M.D. versus D.O

Did you know that aside from the typical M.D.'s we're all used to, there's another option? You could also choose a D.O.

D.O. stands for "doctor of osteopathic medicine".

And this is the exact definition of osteopathy:

a system of medical practice based on a theory that diseases are due chiefly to loss of structural integrity which can be restored by manipulation of the parts supplemented by therapeutic measures (as use of drugs or surgery)
— Mirriam-Webster

Confused? That definition could mean a lot of things, right?

D.O.'s take a different approach to their patients: they look at the body as a whole. Doctors of osteopathic medicine don't just aim to relieve symptoms with drugs (although they can prescribe them). They aim to heal the whole body. D.O.'s receive special training on the nerve, muscle and bone systems and, actually, are often primary care physicians.

They also practice in all areas of medicine and can perform surgery.

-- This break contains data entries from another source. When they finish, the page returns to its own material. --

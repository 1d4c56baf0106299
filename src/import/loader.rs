//! JSON dump loading.

use std::path::{Path, PathBuf};

use serde::de::DeserializeOwned;

use super::model::{CodeLinkRecord, PaperRecord, ResearchField, TaskRecord};
use crate::error::{ImportResult, InputError};

/// Read a file holding one JSON array of records.
pub fn load_records<T: DeserializeOwned>(path: &Path) -> Result<Vec<T>, InputError> {
    let content = std::fs::read_to_string(path).map_err(|e| InputError::Read {
        path: path.display().to_string(),
        source: e,
    })?;
    let records: Vec<T> = serde_json::from_str(&content).map_err(|e| InputError::Parse {
        path: path.display().to_string(),
        message: e.to_string(),
    })?;
    tracing::debug!(path = %path.display(), records = records.len(), "loaded input file");
    Ok(records)
}

/// Input file locations for one run. Absent files skip their pass.
#[derive(Debug, Clone, Default)]
pub struct InputPaths {
    pub abstracts: Option<PathBuf>,
    pub links: Option<PathBuf>,
    pub evaluations: Option<PathBuf>,
    pub fields: Option<PathBuf>,
}

/// Records for one run, loaded up front.
#[derive(Debug, Clone, Default)]
pub struct ImportInputs {
    pub papers: Option<Vec<PaperRecord>>,
    pub links: Option<Vec<CodeLinkRecord>>,
    pub tasks: Option<Vec<TaskRecord>>,
    pub fields: Option<Vec<ResearchField>>,
}

impl ImportInputs {
    /// Load every file that is set. Any unreadable or malformed file fails the whole load.
    pub fn load(paths: &InputPaths) -> ImportResult<Self> {
        fn load_opt<T: DeserializeOwned>(path: &Option<PathBuf>) -> ImportResult<Option<Vec<T>>> {
            Ok(path.as_deref().map(load_records::<T>).transpose()?)
        }

        Ok(Self {
            papers: load_opt(&paths.abstracts)?,
            links: load_opt(&paths.links)?,
            tasks: load_opt(&paths.evaluations)?,
            fields: load_opt(&paths.fields)?,
        })
    }

    /// Whether nothing was given.
    pub fn is_empty(&self) -> bool {
        self.papers.is_none() && self.links.is_none() && self.tasks.is_none() && self.fields.is_none()
    }
}
//! Graph store backends.
//!
//! The importer talks to a resources/literals/predicates/statements API
//! through the [`GraphStore`] trait. Two backends implement it:
//!
//! - [`HttpStore`]: blocking `ureq` client for the remote graph API
//! - [`MemoryStore`]: in-process recording store for dry runs and tests

pub mod http;
pub mod memory;

pub use http::HttpStore;
pub use memory::MemoryStore;

use crate::error::StoreError;
use crate::thing::{ObjectRef, ThingId};

/// Result type for store operations.
pub type StoreResult<T> = std::result::Result<T, StoreError>;

/// Graph-mutation calls the builder issues.
///
/// Every method is one create round trip. Implementations return the id the
/// store assigned, or an error; they never hand back a placeholder id.
pub trait GraphStore {
    /// Create a labeled resource node.
    fn create_resource(&mut self, label: &str) -> StoreResult<ThingId>;

    /// Create a literal value node.
    fn create_literal(&mut self, label: &str) -> StoreResult<ThingId>;

    /// Create a named predicate.
    fn create_predicate(&mut self, label: &str) -> StoreResult<ThingId>;

    /// Create a statement `(subject, predicate, object)`.
    fn create_statement(
        &mut self,
        subject: &ThingId,
        predicate: &ThingId,
        object: &ObjectRef,
    ) -> StoreResult<ThingId>;

    /// Create calls issued so far.
    fn call_count(&self) -> usize;
}

impl<S: GraphStore + ?Sized> GraphStore for &mut S {
    fn create_resource(&mut self, label: &str) -> StoreResult<ThingId> {
        (**self).create_resource(label)
    }

    fn create_literal(&mut self, label: &str) -> StoreResult<ThingId> {
        (**self).create_literal(label)
    }

    fn create_predicate(&mut self, label: &str) -> StoreResult<ThingId> {
        (**self).create_predicate(label)
    }

    fn create_statement(
        &mut self,
        subject: &ThingId,
        predicate: &ThingId,
        object: &ObjectRef,
    ) -> StoreResult<ThingId> {
        (**self).create_statement(subject, predicate, object)
    }

    fn call_count(&self) -> usize {
        (**self).call_count()
    }
}
//! Core identifier types for things in the remote graph.
//!
//! Every resource, literal, predicate and statement the store creates is
//! identified by a [`ThingId`]. Statements point at their object through an
//! [`ObjectRef`], which carries the `_class` tag the graph API expects.

use serde::{Deserialize, Deserializer, Serialize};

/// Opaque, non-empty identifier assigned by the graph store.
///
/// The remote API is free to hand out numeric or string ids; both are kept
/// verbatim as text so callers never depend on the store's numbering scheme.
#[derive(Debug, Clone, PartialEq, Eq, Hash, PartialOrd, Ord, Serialize)]
#[serde(transparent)]
pub struct ThingId(String);

impl ThingId {
    /// Create a `ThingId` from raw text.
    ///
    /// Returns `None` if `raw` is empty.
    pub fn new(raw: impl Into<String>) -> Option<Self> {
        let raw = raw.into();
        if raw.is_empty() { None } else { Some(Self(raw)) }
    }

    /// The identifier as the store reported it.
    pub fn as_str(&self) -> &str {
        &self.0
    }
}

impl std::fmt::Display for ThingId {
    fn fmt(&self, f: &mut std::fmt::Formatter<'_>) -> std::fmt::Result {
        f.write_str(&self.0)
    }
}

impl<'de> Deserialize<'de> for ThingId {
    fn deserialize<D: Deserializer<'de>>(deserializer: D) -> Result<Self, D::Error> {
        #[derive(Deserialize)]
        #[serde(untagged)]
        enum Raw {
            Number(u64),
            Text(String),
        }

        let raw = match Raw::deserialize(deserializer)? {
            Raw::Number(n) => n.to_string(),
            Raw::Text(s) => s,
        };
        ThingId::new(raw).ok_or_else(|| serde::de::Error::custom("empty thing id"))
    }
}

/// Kind of node a statement object refers to.
#[derive(Debug, Clone, Copy, PartialEq, Eq, Hash, Serialize, Deserialize)]
#[serde(rename_all = "lowercase")]
pub enum ObjectClass {
    /// A scalar leaf value.
    Literal,
    /// A labeled, non-literal node.
    Resource,
}

impl std::fmt::Display for ObjectClass {
    fn fmt(&self, f: &mut std::fmt::Formatter<'_>) -> std::fmt::Result {
        match self {
            ObjectClass::Literal => write!(f, "literal"),
            ObjectClass::Resource => write!(f, "resource"),
        }
    }
}

/// The object side of a statement, as sent to `POST /statements/`.
#[derive(Debug, Clone, PartialEq, Eq, Hash, Serialize, Deserialize)]
pub struct ObjectRef {
    pub id: ThingId,
    #[serde(rename = "_class")]
    pub class: ObjectClass,
}

impl ObjectRef {
    /// Reference a literal node.
    pub fn literal(id: ThingId) -> Self {
        Self {
            id,
            class: ObjectClass::Literal,
        }
    }

    /// Reference a resource node.
    pub fn resource(id: ThingId) -> Self {
        Self {
            id,
            class: ObjectClass::Resource,
        }
    }
}

#[cfg(test)]
mod tests {
    use super::*;

    #[test]
    fn empty_id_is_none() {
        assert!(ThingId::new("").is_none());
        assert_eq!(ThingId::new("R1").unwrap().as_str(), "R1");
    }

    #[test]
    fn deserializes_numeric_and_string_ids() {
        let n: ThingId = serde_json::from_str("42").unwrap();
        assert_eq!(n.as_str(), "42");

        let s: ThingId = serde_json::from_str("\"R42\"").unwrap();
        assert_eq!(s.as_str(), "R42");

        assert!(serde_json::from_str::<ThingId>("\"\"").is_err());
    }

    #[test]
    fn object_ref_wire_shape() {
        let obj = ObjectRef::literal(ThingId::new("L7").unwrap());
        let json = serde_json::to_value(&obj).unwrap();
        assert_eq!(json, serde_json::json!({"id": "L7", "_class": "literal"}));

        let obj = ObjectRef::resource(ThingId::new("R3").unwrap());
        assert_eq!(serde_json::to_value(&obj).unwrap()["_class"], "resource");
    }

    #[test]
    fn object_class_display() {
        assert_eq!(ObjectClass::Literal.to_string(), "literal");
        assert_eq!(ObjectClass::Resource.to_string(), "resource");
    }
}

Another great thing about doctors of osteopathic medicine is that they're trained to assess your health issues from a lifestyle perspective. Not only that, but they're focused on prevention. They really like to get to the root of the problem and eliminate it instead of hopping from drug to drug and hoping that eventually one works. Seems silly that not all doctors would do that, right? Our lifestyles and environment absolutely affect our bodies.

I think D.O.'s sound like a fabulous option. Obviously if you have eczema, it's still wise to have a dermatologist and if you have allergies, you should have an allergist. Specialists can be life changing. Starting from a fully analytical doctor like a D.O. is an excellent place to start, though!